• [TRY IT]: Nothing outside the range is wanted. Repeat exactly the lines below from the one with "impl From<&IdentityClaims> for" through the one with "id are present.".

• [DATA SHOWN]:
//! Identity token claims.
//!
//! The id token is decoded, not verified: it arrives directly from the token
//! endpoint over TLS in the same exchange that authenticated the client.

use base64::{Engine, engine::general_purpose::URL_SAFE_NO_PAD};
use serde::{Deserialize, Serialize};

use crate::error::{OAuthError, Result};

/// Claims carried by a DLAI identity token.
#[derive(Debug, Clone, Default, PartialEq, Eq, Serialize, Deserialize)]
#[serde(rename_all = "camelCase")]
pub struct IdentityClaims {
    pub sub: String,
    #[serde(default)]
    pub email: Option<String>,
    #[serde(default)]
    pub name: Option<String>,
    #[serde(default)]
    pub picture: Option<String>,
    /// Bearer token for the DLAI resource API.
    #[serde(default)]
    pub dlai_jwt_token: Option<String>,
    #[serde(default)]
    pub dlai_user_id: Option<i64>,
    #[serde(default)]
    pub dlai_user_hash: Option<String>,
}

/// Decode the payload segment of a JWT into [`IdentityClaims`].
pub fn decode_id_token(id_token: &str) -> Result<IdentityClaims> {
    let mut segments = id_token.split('.');
    let payload = match (segments.next(), segments.next()) {
        (Some(header), Some(payload)) if !header.is_empty() && !payload.is_empty() => payload,
        _ => {
            return Err(OAuthError::InvalidIdToken(
                "expected header.payload.signature".to_string(),
            ));
        }
    };

    let bytes = URL_SAFE_NO_PAD
        .decode(payload.trim_end_matches('='))
        .map_err(|e| OAuthError::InvalidIdToken(format!("payload is not base64url: {}", e)))?;

    serde_json::from_slice(&bytes)
        .map_err(|e| OAuthError::InvalidIdToken(format!("payload is not a claims object: {}", e)))
}

/// The user record created from a successful sign-in.
#[derive(Debug, Clone, PartialEq, Eq, Serialize, Deserialize)]
#[serde(rename_all = "camelCase")]
pub struct UserInfo {
    pub id: String,
    pub email: String,
    #[serde(default)]
    pub name: Option<String>,
    #[serde(default)]
    pub image: Option<String>,
    pub email_verified: bool,
}

impl From<&IdentityClaims> for UserInfo {
    fn from(claims: &IdentityClaims) -> Self {
        Self {
            id: claims.sub.clone(),
            email: claims.email.clone().unwrap_or_default(),
            name: claims.name.clone(),
            image: claims.picture.clone(),
            email_verified: true,
        }
    }
}

/// DLAI account fields persisted next to the session.
#[derive(Debug, Clone, PartialEq, Eq, Serialize, Deserialize)]
#[serde(rename_all = "camelCase")]
pub struct AccountData {
    pub dlai_jwt_token: String,
    pub dlai_user_id: i64,
    #[serde(default, skip_serializing_if = "Option::is_none")]
    pub dlai_user_hash: Option<String>,
}

impl AccountData {
    /// Extract account data from claims.
    ///
    /// Returns `None` unless both the bearer token and a non-zero user id are present.
    pub fn from_claims(claims: &IdentityClaims) -> Option<Self> {
        let token = claims.dlai_jwt_token.as_deref().filter(|t| !t.is_empty())?;
        let user_id = claims.dlai_user_id.filter(|id| *id != 0)?;

        Some(Self {
            dlai_jwt_token: token.to_string(),
            dlai_user_id: user_id,
            dlai_user_hash: claims.dlai_user_hash.clone(),
        })
    }

    /// Parse a stored cookie value. Malformed data yields `None`.
    pub fn parse(value: &str) -> Option<Self> {
        match serde_json::from_str(value) {
            Ok(data) => Some(data),
            Err(e) => {
                tracing::debug!(error = %e, "Ignoring malformed account data");
                None
            }
        }
    }

    /// Serialize for storage.
    pub fn to_json(&self) -> Result<String> {
        serde_json::to_string(self)
            .map_err(|e| OAuthError::InvalidRequest(format!("Failed to serialize account data: {}", e)))
    }
}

• [RESPONSE]:
impl From<&IdentityClaims> for UserInfo {
    fn from(claims: &IdentityClaims) -> Self {
        Self {
            id: claims.sub.clone(),
            email: claims.email.clone().unwrap_or_default(),
            name: claims.name.clone(),
            image: claims.picture.clone(),
            email_verified: true,
        }
    }
}

/// DLAI account fields persisted next to the session.
#[derive(Debug, Clone, PartialEq, Eq, Serialize, Deserialize)]
#[serde(rename_all = "camelCase")]
pub struct AccountData {
    pub dlai_jwt_token: String,
    pub dlai_user_id: i64,
    #[serde(default, skip_serializing_if = "Option::is_none")]
    pub dlai_user_hash: Option<String>,
}

impl AccountData {
    /// Extract account data from claims.
    ///
    /// Returns `None` unless both the bearer token and a non-zero user id are present.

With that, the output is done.